◆ **WHAT IS EXPECTED**:
When "source" occurs in a line of the material, copy that line.

[[ INPUT RECORDS, beginning ]]

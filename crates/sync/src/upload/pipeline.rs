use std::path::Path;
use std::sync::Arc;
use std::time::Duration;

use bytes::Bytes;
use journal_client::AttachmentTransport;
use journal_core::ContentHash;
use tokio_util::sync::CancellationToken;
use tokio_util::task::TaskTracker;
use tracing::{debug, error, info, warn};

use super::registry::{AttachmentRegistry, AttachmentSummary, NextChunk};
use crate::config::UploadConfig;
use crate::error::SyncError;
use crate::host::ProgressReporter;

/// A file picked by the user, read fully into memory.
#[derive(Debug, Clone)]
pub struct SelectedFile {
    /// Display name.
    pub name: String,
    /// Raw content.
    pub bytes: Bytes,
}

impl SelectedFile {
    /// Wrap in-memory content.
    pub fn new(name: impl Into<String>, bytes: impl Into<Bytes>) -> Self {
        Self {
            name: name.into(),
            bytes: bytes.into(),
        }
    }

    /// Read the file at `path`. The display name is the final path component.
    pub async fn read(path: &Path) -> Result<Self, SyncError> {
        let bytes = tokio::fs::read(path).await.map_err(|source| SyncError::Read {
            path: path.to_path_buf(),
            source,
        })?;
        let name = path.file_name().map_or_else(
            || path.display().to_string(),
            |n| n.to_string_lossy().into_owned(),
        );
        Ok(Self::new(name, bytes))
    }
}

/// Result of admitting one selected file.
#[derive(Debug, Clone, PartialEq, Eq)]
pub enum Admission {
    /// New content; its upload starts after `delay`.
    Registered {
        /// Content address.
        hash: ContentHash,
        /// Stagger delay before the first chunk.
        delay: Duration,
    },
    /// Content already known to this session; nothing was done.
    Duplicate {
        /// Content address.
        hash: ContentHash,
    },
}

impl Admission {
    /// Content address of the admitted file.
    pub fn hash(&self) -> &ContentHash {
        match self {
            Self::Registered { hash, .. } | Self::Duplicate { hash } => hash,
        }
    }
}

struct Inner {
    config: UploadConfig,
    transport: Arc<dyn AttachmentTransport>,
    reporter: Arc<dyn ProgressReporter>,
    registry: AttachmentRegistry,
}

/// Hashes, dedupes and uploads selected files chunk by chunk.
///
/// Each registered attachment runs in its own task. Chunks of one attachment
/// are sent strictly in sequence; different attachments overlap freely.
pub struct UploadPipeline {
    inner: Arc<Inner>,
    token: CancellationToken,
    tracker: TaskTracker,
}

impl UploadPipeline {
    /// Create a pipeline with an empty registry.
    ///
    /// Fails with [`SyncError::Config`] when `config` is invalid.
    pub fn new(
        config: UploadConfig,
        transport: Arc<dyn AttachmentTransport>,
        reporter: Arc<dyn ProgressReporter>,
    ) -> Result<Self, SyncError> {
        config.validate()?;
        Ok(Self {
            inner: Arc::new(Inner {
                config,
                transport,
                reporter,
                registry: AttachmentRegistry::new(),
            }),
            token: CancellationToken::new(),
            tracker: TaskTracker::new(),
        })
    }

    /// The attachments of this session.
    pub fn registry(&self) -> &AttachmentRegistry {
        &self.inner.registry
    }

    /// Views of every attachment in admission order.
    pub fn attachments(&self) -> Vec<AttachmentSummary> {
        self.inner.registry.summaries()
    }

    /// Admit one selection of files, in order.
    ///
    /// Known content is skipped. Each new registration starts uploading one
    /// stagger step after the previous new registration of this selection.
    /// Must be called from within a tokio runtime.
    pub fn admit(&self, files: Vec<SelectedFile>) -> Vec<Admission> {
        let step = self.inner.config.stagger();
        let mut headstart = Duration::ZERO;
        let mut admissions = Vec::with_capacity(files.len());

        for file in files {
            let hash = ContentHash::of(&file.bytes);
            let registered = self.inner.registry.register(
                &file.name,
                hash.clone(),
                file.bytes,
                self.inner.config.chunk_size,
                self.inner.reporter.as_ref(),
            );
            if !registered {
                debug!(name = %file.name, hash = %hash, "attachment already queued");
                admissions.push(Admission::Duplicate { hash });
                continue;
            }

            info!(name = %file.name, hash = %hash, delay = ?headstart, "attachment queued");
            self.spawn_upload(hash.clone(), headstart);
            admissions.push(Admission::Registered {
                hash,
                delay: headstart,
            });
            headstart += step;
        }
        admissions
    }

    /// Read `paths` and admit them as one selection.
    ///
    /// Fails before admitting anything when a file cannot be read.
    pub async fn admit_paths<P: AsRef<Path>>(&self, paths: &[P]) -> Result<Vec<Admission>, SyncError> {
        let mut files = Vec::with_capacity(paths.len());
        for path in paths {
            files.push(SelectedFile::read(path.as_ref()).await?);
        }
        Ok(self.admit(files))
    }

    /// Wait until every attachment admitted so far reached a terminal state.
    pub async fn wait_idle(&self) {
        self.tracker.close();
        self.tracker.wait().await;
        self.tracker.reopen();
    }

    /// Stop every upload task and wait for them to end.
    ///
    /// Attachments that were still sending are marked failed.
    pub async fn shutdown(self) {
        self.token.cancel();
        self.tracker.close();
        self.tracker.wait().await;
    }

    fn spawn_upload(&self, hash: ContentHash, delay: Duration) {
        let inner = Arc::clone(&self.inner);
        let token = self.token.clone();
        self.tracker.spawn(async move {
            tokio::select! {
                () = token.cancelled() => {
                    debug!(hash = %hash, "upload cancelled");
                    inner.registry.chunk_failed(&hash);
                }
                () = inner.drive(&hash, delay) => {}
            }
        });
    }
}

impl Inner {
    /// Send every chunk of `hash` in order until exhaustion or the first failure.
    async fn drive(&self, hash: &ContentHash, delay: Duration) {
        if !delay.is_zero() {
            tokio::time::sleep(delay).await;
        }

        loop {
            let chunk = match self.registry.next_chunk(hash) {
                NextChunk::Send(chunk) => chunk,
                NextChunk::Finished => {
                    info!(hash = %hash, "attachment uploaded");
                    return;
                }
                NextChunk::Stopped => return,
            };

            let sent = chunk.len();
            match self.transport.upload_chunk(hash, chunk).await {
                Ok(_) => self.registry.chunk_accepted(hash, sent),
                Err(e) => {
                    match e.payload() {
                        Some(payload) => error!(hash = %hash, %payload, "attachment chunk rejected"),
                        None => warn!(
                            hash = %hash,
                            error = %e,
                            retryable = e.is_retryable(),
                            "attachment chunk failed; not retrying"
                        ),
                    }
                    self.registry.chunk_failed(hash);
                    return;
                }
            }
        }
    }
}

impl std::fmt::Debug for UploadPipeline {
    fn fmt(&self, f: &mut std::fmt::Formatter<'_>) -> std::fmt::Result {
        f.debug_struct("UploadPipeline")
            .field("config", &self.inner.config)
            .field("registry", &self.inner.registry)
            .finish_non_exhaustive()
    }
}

[[ INPUT RECORDS, end ]]

◆ **REPLY TO THE TASK**:
        let bytes = tokio::fs::read(path).await.map_err(|source| SyncError::Read {
            source,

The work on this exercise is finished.